Prasad Shetty: You have called the people attacking you ‘conservative’, ‘anti-development’, and ‘elitist’. I am interested in the connection you make between being anti-development and being elitist.


Hafeez Contractor: I feel that we are becoming more and more selfish – we want everything, but not in our backyard. If any development happens in our backyard, we become environmentalists and we object. If the original people of Mumbai were selfish, nobody would have been able to stay in Mumbai. I stay in the Parsi Colony at Dadar. An old woman from the colony told me that when her mother was a child, the place had bungalows and orchards. Then, when her mother grew up, plotted development came and two- and three-storeyed buildings started getting built. Her mother did not like it. When her mother became old, the two- and three-storeyed buildings started getting replaced with six- and seven-storeyed buildings. I stay in a seven-storeyed building myself – she thinks that tall buildings are bad. The other day, my wife told me that all the women in the neighbourhood were getting together and objecting to an eighteen-storeyed building that was coming up. I asked her – “Why do you object? If our old neighbour, staying in a three-storeyed building had objected, we wouldn’t have been here. Now, we are suddenly ‘becoming aware’ and think that our area is getting spoilt. It is not your area alone – the city belongs to everybody. Everyone can come and live”. The trouble is that most city elders think like this. This will lead to the downfall of the city. People think that they should lead a life that is nice and peaceful – they don’t care about others.

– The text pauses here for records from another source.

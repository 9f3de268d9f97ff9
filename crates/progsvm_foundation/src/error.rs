//! Error types for progsvm.
//!
//! Every execution error is fatal to the top-level call that raised it.
//! Uses `thiserror` for ergonomic error definition with rich context.

use std::fmt;

use thiserror::Error;

use crate::entity::EntityIndex;

/// The main error type for progsvm operations.
#[derive(Debug, Error)]
#[error("{kind}")]
pub struct Error {
    /// The kind of error that occurred.
    pub kind: ErrorKind,
    /// Optional context about where the error occurred.
    pub context: Option<ErrorContext>,
}

impl Error {
    /// Creates a new error with the given kind.
    #[must_use]
    pub fn new(kind: ErrorKind) -> Self {
        Self {
            kind,
            context: None,
        }
    }

    /// Adds context to this error.
    #[must_use]
    pub fn with_context(mut self, context: ErrorContext) -> Self {
        self.context = Some(context);
        self
    }

    /// Creates a semantic limit exceeded error.
    #[must_use]
    pub fn limit_exceeded(limit: VmLimit) -> Self {
        Self::new(ErrorKind::LimitExceeded(limit))
    }

    /// Creates an error raised by a builtin function.
    #[must_use]
    pub fn builtin(message: impl Into<String>) -> Self {
        Self::new(ErrorKind::Builtin(message.into()))
    }

    /// Creates an invalid program error.
    #[must_use]
    pub fn invalid_program(message: impl Into<String>) -> Self {
        Self::new(ErrorKind::InvalidProgram(message.into()))
    }

    /// Returns true if this error is the given limit kind.
    #[must_use]
    pub fn is_limit(&self, f: impl FnOnce(&VmLimit) -> bool) -> bool {
        matches!(&self.kind, ErrorKind::LimitExceeded(limit) if f(limit))
    }
}

/// Categorized error kinds for pattern matching.
#[derive(Debug, Error)]
pub enum ErrorKind {
    /// The statement's opcode is not part of the instruction set.
    #[error("bad opcode {0}")]
    BadOpcode(u16),

    /// A call went through function 0.
    #[error("NULL function")]
    NullFunction,

    /// A function id does not exist in the function table.
    #[error("bad function index {0}")]
    BadFunction(u32),

    /// No function has the requested name.
    #[error("unknown function {0}")]
    UnknownFunction(String),

    /// A native index is out of range or has no registered builtin.
    #[error("bad builtin call number {0}")]
    BadBuiltin(u32),

    /// Leaving a function with an empty call stack.
    #[error("call stack underflow")]
    StackUnderflow,

    /// Leaving a function whose locals were never saved.
    #[error("locals stack underflow")]
    LocalsUnderflow,

    /// `ADDRESS` formed a pointer into the world entity while active.
    #[error("assignment to world entity")]
    AssignmentToWorld,

    /// An entity index is outside the allocated table.
    #[error("bad entity reference {0}")]
    BadEntity(u32),

    /// A field offset is outside the entity record.
    #[error("bad field offset {0}")]
    BadField(u32),

    /// Freeing or otherwise misusing a reserved entity record.
    #[error("{0} is reserved")]
    ReservedEntity(EntityIndex),

    /// A resource limit was exceeded.
    #[error("limit exceeded: {0}")]
    LimitExceeded(VmLimit),

    /// The program image is not internally consistent.
    #[error("invalid program: {0}")]
    InvalidProgram(String),

    /// A builtin function reported an error.
    #[error("{0}")]
    Builtin(String),

    /// Serialization or deserialization error.
    #[error("serialization error: {0}")]
    SerializationError(String),

    /// I/O error (file operations).
    #[error("I/O error: {0}")]
    IoError(String),
}

/// Resource limits (kill switches) that can be exceeded.
#[derive(Debug, Clone, PartialEq, Eq)]
pub enum VmLimit {
    /// Instruction budget of one top-level execution exhausted.
    Runaway {
        /// The configured budget.
        limit: u32,
    },
    /// Call stack depth exceeded.
    CallDepth {
        /// The configured depth.
        limit: usize,
    },
    /// Locals save area exhausted.
    LocalsStack {
        /// The configured size in cells.
        limit: usize,
    },
    /// No free entity record and the table is full.
    Edicts {
        /// The table capacity.
        limit: usize,
    },
}

impl fmt::Display for VmLimit {
    fn fmt(&self, f: &mut fmt::Formatter<'_>) -> fmt::Result {
        match self {
            Self::Runaway { limit } => write!(f, "runaway loop ({limit} instructions)"),
            Self::CallDepth { limit } => write!(f, "stack overflow (depth {limit})"),
            Self::LocalsStack { limit } => {
                write!(f, "locals stack overflow ({limit} cells)")
            }
            Self::Edicts { limit } => write!(f, "no free edicts (capacity {limit})"),
        }
    }
}

/// Context about where an error occurred.
#[derive(Debug, Clone, Default)]
pub struct ErrorContext {
    /// Name of the function executing when the error was raised.
    pub function: Option<String>,
    /// Index of the statement executing when the error was raised.
    pub statement: Option<usize>,
    /// The entity bound to `self` at the time.
    pub entity: Option<EntityIndex>,
    /// Call stack, innermost first.
    pub stack: Vec<String>,
}

impl ErrorContext {
    /// Creates a new empty context.
    #[must_use]
    pub fn new() -> Self {
        Self::default()
    }

    /// Sets the executing function.
    #[must_use]
    pub fn with_function(mut self, name: impl Into<String>) -> Self {
        self.function = Some(name.into());
        self
    }

    /// Sets the executing statement.
    #[must_use]
    pub fn with_statement(mut self, statement: usize) -> Self {
        self.statement = Some(statement);
        self
    }

    /// Sets the owning entity.
    #[must_use]
    pub fn with_entity(mut self, entity: EntityIndex) -> Self {
        self.entity = Some(entity);
        self
    }

    /// Adds a stack frame.
    #[must_use]
    pub fn with_frame(mut self, frame: impl Into<String>) -> Self {
        self.stack.push(frame.into());
        self
    }
}

impl fmt::Display for ErrorContext {
    fn fmt(&self, f: &mut fmt::Formatter<'_>) -> fmt::Result {
        if let Some(function) = &self.function {
            write!(f, "in {function}")?;
            if let Some(statement) = self.statement {
                write!(f, " at statement {statement}")?;
            }
        }
        if let Some(entity) = self.entity {
            write!(f, " (self = {entity})")?;
        }
        if !self.stack.is_empty() {
            writeln!(f)?;
            for frame in &self.stack {
                writeln!(f, "  in {frame}")?;
            }
        }
        Ok(())
    }
}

Prasad Shetty: Your practice has grown by leaps and bounds – from being a small initiative to being a large firm employing more than 300 persons. Are all the designs that come out of your office, Hafeez Contractor’s designs? Are there small independent project teams? What happens to the office after Hafeez Contractor retires?


Hafeez Contractor: Every project is a Hafeez Contractor project in degrees. If I have faith in one associate, then my intervention will be little; with others, it will be different. I am involved in every project. The way the firm is structured, I think it will continue to be there even after I leave. But I don’t want to speculate about the future too much; I want to work in the present.


Prasad Shetty: How do you respond to the perception that your architectural practice is a handmaiden of the market, that it is an aggressive practice with the primary concern of creating iconic images or ‘look at me’ buildings?


Hafeez Contractor: To me, my work is fun. I enjoy it. People listen to music or read a book to unwind; I do a good project instead. I am not a vocal person attending seminars and talking about my work. I work 365 days a year – I make iconic structures when needed, I do construction in mud and stone when needed, I do construction at Rs. 50 per square feet and also at Rs. 50,000 per square feet. I do small buildings, I do skyscrapers. I do hospitals, residences, commercial buildings. When people make disparaging statements about my architecture, they make them simply because they are not well-informed. The new question today is – how fast and how efficiently can you work so that buildings can be completed on time? Buildings should be efficiently executed, well-designed, and cheap.